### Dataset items
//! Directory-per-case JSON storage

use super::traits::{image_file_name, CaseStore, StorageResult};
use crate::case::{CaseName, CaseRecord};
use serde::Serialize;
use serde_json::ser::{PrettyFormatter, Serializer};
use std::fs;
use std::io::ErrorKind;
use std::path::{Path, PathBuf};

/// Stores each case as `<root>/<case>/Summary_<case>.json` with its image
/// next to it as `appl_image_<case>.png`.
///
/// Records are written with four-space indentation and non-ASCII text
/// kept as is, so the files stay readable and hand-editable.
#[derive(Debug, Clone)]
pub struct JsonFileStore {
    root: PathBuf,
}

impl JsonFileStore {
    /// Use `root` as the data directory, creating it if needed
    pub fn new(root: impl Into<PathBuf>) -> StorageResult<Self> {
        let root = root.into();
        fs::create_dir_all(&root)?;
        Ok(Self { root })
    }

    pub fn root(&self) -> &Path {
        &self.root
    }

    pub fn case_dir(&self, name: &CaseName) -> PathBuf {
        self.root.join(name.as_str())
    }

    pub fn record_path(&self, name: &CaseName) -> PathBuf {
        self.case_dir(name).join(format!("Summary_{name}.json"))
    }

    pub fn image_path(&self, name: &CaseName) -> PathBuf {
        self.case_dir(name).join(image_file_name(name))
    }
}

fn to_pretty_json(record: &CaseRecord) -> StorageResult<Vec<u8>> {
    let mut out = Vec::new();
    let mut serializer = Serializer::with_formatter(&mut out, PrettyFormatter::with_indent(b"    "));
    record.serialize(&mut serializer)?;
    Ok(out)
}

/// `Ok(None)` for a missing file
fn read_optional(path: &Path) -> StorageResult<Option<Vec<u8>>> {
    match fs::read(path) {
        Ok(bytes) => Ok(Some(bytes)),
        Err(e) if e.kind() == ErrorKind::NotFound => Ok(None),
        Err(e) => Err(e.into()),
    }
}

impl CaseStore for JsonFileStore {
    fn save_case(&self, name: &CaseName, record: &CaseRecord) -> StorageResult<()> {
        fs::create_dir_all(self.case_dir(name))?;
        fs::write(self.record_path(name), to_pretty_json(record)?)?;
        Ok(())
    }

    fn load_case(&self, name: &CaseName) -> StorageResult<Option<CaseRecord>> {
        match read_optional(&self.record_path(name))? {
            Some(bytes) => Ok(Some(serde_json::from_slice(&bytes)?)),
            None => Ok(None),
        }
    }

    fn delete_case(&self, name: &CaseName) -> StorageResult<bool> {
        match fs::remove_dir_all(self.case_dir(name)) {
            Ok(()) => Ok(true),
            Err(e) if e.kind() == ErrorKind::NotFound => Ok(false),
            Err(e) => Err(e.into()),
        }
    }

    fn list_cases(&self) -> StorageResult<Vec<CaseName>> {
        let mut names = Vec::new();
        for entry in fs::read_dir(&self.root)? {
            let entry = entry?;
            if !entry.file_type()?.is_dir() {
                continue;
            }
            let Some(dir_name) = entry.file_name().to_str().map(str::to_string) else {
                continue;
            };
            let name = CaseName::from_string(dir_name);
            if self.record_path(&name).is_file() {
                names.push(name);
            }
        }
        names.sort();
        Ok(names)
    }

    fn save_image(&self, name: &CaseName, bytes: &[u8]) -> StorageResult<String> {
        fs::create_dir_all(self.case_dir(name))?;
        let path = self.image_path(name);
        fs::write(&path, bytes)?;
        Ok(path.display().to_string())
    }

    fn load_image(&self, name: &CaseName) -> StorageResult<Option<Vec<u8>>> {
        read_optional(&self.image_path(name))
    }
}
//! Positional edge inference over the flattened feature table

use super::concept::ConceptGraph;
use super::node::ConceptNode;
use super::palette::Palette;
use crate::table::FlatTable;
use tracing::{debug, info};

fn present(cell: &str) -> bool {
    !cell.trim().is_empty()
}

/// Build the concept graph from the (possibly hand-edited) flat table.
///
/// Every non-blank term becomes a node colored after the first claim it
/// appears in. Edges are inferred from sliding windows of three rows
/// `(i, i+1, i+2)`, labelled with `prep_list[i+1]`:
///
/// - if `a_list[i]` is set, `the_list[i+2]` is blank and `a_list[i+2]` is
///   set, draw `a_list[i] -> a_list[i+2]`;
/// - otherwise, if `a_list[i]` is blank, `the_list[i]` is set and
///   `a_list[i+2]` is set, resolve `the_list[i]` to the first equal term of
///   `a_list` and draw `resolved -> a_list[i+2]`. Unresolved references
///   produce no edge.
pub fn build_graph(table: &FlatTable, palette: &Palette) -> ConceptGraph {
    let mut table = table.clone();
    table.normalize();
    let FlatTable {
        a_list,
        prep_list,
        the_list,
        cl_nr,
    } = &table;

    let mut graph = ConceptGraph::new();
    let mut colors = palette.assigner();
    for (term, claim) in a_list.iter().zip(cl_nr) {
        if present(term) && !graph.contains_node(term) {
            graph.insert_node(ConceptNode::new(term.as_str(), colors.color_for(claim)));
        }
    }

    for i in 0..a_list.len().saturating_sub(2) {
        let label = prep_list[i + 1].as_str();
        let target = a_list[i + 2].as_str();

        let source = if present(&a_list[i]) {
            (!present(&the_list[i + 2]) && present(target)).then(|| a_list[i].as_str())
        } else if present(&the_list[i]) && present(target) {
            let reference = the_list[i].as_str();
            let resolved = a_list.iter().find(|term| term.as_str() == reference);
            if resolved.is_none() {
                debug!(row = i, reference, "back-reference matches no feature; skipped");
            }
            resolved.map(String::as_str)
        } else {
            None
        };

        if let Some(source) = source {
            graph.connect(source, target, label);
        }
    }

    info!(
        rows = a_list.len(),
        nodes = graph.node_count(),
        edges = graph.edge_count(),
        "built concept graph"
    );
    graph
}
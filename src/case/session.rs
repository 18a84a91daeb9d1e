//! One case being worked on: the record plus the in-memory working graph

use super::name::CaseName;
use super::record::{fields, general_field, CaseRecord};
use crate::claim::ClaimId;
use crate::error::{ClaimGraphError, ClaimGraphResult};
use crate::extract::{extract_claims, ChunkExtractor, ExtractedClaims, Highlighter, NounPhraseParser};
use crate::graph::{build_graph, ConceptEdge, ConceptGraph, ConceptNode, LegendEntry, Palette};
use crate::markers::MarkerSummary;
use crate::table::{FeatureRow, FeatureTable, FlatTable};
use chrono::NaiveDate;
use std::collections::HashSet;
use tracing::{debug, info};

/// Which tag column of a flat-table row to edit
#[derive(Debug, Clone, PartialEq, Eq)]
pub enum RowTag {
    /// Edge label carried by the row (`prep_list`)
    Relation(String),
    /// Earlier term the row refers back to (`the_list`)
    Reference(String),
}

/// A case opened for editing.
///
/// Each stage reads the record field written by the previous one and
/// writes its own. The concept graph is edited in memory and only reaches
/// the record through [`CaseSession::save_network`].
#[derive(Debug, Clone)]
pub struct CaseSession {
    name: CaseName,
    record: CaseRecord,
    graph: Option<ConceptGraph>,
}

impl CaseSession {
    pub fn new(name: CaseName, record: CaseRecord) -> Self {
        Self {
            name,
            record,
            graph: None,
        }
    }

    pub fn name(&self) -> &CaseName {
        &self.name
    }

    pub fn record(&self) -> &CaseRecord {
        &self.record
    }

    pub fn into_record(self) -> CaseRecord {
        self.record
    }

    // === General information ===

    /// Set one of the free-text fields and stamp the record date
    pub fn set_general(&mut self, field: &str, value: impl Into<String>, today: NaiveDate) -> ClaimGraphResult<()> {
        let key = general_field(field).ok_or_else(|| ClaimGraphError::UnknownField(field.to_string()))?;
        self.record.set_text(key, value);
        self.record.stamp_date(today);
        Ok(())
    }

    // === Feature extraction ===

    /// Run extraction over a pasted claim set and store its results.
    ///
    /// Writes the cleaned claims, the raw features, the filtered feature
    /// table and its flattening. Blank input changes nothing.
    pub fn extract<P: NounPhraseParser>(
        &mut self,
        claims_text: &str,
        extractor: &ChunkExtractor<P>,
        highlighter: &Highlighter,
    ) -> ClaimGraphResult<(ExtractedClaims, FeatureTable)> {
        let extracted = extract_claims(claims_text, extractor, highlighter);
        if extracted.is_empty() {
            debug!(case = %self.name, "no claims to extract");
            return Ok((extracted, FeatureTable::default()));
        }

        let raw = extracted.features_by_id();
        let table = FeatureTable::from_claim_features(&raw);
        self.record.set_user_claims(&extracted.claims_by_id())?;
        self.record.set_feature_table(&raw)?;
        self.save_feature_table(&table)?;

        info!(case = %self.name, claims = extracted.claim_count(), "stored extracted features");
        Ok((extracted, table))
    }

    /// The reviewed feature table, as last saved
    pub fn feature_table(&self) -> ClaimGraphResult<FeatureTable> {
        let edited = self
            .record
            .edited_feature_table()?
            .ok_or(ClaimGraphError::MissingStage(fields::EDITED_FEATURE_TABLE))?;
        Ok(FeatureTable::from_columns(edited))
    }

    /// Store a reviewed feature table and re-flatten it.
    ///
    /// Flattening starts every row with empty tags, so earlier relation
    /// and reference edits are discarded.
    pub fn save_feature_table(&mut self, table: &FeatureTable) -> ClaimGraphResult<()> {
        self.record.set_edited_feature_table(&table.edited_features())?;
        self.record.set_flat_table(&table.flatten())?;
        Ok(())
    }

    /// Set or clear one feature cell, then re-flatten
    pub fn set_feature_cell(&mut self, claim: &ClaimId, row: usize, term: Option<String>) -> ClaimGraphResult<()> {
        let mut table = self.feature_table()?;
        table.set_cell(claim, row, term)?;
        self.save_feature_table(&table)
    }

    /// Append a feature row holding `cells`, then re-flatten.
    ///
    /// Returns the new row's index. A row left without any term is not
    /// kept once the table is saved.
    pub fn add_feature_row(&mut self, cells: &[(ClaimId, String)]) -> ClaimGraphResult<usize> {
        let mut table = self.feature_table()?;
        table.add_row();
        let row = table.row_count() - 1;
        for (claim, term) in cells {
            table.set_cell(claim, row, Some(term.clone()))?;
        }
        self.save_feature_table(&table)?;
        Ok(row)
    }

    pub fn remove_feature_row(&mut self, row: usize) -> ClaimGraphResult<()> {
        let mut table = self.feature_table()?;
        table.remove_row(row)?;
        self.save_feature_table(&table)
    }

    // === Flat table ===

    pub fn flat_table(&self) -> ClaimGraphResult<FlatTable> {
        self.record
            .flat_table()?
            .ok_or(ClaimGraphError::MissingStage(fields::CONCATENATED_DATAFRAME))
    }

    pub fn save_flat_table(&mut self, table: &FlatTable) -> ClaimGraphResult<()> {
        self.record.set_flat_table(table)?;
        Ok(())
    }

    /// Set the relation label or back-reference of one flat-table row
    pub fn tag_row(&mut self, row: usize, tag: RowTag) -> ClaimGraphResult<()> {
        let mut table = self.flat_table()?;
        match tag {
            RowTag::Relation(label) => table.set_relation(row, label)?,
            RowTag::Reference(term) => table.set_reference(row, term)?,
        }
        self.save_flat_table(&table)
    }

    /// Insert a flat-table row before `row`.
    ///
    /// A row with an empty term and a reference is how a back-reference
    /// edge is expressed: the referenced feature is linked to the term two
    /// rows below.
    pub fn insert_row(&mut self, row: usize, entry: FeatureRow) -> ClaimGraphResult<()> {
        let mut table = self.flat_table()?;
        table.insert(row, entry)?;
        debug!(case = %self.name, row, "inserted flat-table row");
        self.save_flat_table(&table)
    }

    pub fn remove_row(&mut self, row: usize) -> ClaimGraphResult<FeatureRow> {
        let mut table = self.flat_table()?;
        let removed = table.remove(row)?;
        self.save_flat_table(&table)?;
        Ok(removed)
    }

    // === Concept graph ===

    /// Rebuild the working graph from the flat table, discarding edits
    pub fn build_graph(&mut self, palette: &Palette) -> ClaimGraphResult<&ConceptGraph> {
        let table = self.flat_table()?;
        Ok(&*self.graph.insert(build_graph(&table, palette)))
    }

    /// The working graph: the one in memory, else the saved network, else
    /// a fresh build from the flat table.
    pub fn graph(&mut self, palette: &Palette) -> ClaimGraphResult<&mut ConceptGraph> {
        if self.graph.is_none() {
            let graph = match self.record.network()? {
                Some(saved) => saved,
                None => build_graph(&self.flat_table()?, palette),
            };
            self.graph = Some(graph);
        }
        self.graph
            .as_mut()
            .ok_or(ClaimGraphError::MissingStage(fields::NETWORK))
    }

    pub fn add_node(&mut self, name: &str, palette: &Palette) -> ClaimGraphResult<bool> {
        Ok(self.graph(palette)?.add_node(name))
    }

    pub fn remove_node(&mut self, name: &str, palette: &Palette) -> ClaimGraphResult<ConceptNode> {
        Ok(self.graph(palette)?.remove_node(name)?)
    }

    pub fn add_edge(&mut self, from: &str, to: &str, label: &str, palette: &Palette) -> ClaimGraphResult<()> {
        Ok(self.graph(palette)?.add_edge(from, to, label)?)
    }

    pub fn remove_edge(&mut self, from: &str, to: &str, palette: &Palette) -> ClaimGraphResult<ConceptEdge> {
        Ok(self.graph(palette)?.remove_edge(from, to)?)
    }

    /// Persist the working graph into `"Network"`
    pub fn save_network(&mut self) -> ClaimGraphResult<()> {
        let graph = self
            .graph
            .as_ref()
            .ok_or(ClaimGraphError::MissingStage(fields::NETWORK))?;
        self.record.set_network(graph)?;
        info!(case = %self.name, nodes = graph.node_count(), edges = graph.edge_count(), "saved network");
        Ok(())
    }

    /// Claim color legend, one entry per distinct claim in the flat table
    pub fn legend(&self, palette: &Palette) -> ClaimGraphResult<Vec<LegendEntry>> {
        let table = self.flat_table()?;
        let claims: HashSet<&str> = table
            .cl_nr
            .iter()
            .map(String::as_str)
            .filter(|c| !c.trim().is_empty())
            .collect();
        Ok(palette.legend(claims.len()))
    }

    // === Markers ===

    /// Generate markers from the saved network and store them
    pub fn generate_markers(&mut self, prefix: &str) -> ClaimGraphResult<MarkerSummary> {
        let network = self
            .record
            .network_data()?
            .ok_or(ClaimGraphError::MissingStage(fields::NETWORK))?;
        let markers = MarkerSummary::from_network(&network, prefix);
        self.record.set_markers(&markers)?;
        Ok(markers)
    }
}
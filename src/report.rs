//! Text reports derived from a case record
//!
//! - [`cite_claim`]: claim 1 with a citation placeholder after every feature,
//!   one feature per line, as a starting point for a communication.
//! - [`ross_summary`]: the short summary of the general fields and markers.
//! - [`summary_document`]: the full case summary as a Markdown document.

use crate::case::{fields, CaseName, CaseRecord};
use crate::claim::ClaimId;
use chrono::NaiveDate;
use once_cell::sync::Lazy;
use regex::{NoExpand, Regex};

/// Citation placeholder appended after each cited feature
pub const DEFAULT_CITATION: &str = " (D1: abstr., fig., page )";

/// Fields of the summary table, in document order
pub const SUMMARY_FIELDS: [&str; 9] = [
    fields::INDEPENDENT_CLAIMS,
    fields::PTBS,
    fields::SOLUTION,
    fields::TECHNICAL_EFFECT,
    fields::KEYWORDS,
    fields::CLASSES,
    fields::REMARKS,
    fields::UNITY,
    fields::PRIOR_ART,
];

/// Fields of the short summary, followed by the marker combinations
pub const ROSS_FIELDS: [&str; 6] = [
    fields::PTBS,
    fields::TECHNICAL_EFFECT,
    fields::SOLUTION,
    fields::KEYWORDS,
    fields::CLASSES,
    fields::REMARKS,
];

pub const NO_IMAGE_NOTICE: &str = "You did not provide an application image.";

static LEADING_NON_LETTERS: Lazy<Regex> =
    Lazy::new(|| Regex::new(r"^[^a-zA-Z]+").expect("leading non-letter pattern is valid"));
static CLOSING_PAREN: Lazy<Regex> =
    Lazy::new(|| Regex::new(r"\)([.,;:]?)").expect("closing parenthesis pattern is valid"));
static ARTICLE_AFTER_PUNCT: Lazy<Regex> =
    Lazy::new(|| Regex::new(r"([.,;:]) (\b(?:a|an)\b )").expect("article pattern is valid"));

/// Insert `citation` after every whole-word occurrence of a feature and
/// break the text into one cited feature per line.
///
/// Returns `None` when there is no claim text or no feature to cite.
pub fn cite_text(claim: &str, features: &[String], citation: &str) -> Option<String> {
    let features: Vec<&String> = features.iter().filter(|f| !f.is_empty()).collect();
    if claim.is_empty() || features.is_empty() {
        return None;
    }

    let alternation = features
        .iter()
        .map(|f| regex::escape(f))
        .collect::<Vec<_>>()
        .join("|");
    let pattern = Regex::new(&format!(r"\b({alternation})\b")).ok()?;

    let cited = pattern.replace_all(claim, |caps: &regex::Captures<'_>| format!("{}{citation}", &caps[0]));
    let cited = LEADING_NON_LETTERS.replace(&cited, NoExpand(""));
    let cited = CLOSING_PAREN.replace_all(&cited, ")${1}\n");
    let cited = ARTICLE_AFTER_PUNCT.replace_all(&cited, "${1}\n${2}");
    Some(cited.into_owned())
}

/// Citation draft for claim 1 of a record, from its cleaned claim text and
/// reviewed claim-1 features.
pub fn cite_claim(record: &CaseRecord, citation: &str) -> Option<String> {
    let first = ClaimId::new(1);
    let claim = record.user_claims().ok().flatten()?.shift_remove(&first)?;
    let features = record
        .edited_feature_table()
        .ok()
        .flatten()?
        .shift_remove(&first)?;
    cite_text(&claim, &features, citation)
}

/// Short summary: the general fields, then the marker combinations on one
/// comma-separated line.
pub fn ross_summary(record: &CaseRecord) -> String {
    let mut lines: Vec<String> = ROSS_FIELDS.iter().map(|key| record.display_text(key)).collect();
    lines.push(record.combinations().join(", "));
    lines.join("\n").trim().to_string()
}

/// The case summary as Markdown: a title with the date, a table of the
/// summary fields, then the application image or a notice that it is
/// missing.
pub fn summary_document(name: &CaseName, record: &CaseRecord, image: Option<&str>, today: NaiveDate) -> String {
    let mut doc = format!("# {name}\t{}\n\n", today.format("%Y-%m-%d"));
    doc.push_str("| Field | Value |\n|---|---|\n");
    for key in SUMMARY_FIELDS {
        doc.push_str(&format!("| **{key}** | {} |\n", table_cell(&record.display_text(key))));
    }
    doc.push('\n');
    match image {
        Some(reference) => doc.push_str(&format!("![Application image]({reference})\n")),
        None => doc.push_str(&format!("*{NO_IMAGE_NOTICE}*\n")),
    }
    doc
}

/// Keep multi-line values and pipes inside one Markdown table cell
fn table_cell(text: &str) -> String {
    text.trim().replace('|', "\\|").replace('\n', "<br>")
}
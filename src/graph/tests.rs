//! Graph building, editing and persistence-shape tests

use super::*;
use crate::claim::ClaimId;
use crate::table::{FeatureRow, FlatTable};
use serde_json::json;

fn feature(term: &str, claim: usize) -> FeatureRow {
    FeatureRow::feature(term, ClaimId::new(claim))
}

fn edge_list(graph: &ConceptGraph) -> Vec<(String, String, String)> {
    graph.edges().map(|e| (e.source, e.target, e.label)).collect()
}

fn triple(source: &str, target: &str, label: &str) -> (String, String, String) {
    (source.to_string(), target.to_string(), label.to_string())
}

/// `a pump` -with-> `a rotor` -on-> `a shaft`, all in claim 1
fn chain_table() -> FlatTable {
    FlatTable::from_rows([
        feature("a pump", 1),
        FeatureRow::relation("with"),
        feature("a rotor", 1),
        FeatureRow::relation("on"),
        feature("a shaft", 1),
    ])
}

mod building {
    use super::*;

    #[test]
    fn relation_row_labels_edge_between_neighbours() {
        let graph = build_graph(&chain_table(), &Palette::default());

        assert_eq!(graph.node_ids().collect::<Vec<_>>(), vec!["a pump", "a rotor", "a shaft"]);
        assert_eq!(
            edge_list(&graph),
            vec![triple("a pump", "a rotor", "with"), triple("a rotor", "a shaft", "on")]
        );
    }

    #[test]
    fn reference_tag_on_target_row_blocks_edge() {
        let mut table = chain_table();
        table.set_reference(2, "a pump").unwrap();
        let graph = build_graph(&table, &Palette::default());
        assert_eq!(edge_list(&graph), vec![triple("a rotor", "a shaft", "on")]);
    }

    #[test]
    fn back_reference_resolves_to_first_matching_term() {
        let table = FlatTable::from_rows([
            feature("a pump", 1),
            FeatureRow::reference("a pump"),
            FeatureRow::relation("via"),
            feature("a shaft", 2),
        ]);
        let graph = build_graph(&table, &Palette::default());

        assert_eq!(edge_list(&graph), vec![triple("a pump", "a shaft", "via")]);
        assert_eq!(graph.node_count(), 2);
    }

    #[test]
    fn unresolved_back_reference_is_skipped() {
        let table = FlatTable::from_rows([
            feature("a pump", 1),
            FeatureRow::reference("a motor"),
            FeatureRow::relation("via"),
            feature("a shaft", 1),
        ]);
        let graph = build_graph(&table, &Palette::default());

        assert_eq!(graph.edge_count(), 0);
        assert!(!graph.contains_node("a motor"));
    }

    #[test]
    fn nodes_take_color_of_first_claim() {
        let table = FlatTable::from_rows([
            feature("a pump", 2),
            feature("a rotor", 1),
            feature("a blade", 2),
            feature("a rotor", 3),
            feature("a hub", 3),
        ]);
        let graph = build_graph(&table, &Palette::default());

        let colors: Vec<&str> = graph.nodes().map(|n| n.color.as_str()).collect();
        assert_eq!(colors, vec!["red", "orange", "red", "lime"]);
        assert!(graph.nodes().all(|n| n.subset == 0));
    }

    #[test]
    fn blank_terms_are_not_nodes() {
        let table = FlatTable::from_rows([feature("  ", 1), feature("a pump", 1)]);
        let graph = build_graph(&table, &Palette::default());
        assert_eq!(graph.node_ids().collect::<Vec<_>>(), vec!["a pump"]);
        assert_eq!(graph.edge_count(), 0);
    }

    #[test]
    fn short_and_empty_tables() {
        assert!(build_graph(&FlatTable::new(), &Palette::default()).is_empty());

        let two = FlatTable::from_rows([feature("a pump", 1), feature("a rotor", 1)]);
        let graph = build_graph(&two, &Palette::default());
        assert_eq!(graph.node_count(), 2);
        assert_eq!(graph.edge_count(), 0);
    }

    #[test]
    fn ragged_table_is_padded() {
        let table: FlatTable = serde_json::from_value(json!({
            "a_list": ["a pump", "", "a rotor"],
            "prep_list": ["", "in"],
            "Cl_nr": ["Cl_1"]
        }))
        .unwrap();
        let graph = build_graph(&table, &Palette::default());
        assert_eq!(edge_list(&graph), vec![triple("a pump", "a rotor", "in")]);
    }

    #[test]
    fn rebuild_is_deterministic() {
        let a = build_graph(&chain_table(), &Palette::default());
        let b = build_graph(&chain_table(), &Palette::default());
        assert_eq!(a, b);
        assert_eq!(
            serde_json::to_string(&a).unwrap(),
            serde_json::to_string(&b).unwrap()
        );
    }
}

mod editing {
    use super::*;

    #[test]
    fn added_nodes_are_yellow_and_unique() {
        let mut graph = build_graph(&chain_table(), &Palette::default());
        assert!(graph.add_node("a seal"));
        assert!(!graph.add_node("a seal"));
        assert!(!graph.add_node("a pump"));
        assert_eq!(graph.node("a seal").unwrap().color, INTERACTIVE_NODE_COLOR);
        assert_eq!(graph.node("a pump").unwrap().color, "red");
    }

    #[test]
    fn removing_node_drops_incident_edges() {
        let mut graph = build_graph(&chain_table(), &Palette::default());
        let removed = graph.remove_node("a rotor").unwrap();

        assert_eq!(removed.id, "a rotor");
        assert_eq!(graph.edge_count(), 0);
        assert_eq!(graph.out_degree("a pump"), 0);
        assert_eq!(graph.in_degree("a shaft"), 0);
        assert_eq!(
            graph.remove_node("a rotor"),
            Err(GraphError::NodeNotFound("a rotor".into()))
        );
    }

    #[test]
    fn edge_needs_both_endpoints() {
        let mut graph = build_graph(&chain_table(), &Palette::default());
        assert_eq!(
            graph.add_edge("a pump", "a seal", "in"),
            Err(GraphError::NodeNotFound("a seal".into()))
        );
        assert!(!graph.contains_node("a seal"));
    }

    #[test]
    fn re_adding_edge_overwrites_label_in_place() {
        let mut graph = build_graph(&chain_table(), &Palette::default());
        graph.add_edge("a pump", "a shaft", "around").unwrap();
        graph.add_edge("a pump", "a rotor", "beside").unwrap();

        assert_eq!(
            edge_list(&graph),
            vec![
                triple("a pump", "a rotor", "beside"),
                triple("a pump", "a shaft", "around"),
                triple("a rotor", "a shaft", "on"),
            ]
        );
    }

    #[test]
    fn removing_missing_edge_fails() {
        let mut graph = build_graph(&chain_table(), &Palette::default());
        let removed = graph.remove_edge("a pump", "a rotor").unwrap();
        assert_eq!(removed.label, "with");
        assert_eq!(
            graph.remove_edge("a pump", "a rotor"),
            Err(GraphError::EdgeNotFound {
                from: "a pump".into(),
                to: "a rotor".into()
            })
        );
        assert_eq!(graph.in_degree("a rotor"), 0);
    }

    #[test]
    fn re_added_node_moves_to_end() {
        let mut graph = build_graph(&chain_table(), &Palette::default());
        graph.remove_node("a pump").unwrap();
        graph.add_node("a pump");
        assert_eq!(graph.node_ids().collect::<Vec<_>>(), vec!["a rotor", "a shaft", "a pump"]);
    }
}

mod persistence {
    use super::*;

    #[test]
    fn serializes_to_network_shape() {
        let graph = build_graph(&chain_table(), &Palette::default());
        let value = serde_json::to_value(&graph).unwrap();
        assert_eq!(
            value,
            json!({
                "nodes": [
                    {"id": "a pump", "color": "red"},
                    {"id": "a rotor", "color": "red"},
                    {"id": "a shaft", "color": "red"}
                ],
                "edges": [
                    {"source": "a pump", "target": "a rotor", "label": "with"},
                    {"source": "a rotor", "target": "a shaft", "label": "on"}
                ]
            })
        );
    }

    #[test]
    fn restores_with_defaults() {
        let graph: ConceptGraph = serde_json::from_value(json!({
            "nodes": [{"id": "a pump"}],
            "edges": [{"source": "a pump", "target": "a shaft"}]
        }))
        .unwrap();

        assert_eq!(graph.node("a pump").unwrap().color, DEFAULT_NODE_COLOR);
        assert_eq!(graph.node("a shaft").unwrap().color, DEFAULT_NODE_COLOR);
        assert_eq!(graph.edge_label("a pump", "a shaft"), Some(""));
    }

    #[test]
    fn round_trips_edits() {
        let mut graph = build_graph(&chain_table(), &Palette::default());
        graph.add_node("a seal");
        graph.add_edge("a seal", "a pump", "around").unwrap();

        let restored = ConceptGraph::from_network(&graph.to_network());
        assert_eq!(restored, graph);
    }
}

### To do
Write down, word for word, the lines above from the one containing "pub struct JsonFileStore" through the one containing "let entry = entry?;", both ends included.

### Written response
pub struct JsonFileStore {
    root: PathBuf,
}

impl JsonFileStore {
    /// Use `root` as the data directory, creating it if needed
    pub fn new(root: impl Into<PathBuf>) -> StorageResult<Self> {
        let root = root.into();
        fs::create_dir_all(&root)?;
        Ok(Self { root })
    }

    pub fn root(&self) -> &Path {
        &self.root
    }

    pub fn case_dir(&self, name: &CaseName) -> PathBuf {
        self.root.join(name.as_str())
    }

    pub fn record_path(&self, name: &CaseName) -> PathBuf {
        self.case_dir(name).join(format!("Summary_{name}.json"))
    }

    pub fn image_path(&self, name: &CaseName) -> PathBuf {
        self.case_dir(name).join(image_file_name(name))
    }
}

fn to_pretty_json(record: &CaseRecord) -> StorageResult<Vec<u8>> {
    let mut out = Vec::new();
    let mut serializer = Serializer::with_formatter(&mut out, PrettyFormatter::with_indent(b"    "));
    record.serialize(&mut serializer)?;
    Ok(out)
}

/// `Ok(None)` for a missing file
fn read_optional(path: &Path) -> StorageResult<Option<Vec<u8>>> {
    match fs::read(path) {
        Ok(bytes) => Ok(Some(bytes)),
        Err(e) if e.kind() == ErrorKind::NotFound => Ok(None),
        Err(e) => Err(e.into()),
    }
}

impl CaseStore for JsonFileStore {
    fn save_case(&self, name: &CaseName, record: &CaseRecord) -> StorageResult<()> {
        fs::create_dir_all(self.case_dir(name))?;
        fs::write(self.record_path(name), to_pretty_json(record)?)?;
        Ok(())
    }

    fn load_case(&self, name: &CaseName) -> StorageResult<Option<CaseRecord>> {
        match read_optional(&self.record_path(name))? {
            Some(bytes) => Ok(Some(serde_json::from_slice(&bytes)?)),
            None => Ok(None),
        }
    }

    fn delete_case(&self, name: &CaseName) -> StorageResult<bool> {
        match fs::remove_dir_all(self.case_dir(name)) {
            Ok(()) => Ok(true),
            Err(e) if e.kind() == ErrorKind::NotFound => Ok(false),
            Err(e) => Err(e.into()),
        }
    }

    fn list_cases(&self) -> StorageResult<Vec<CaseName>> {
        let mut names = Vec::new();
        for entry in fs::read_dir(&self.root)? {
            let entry = entry?;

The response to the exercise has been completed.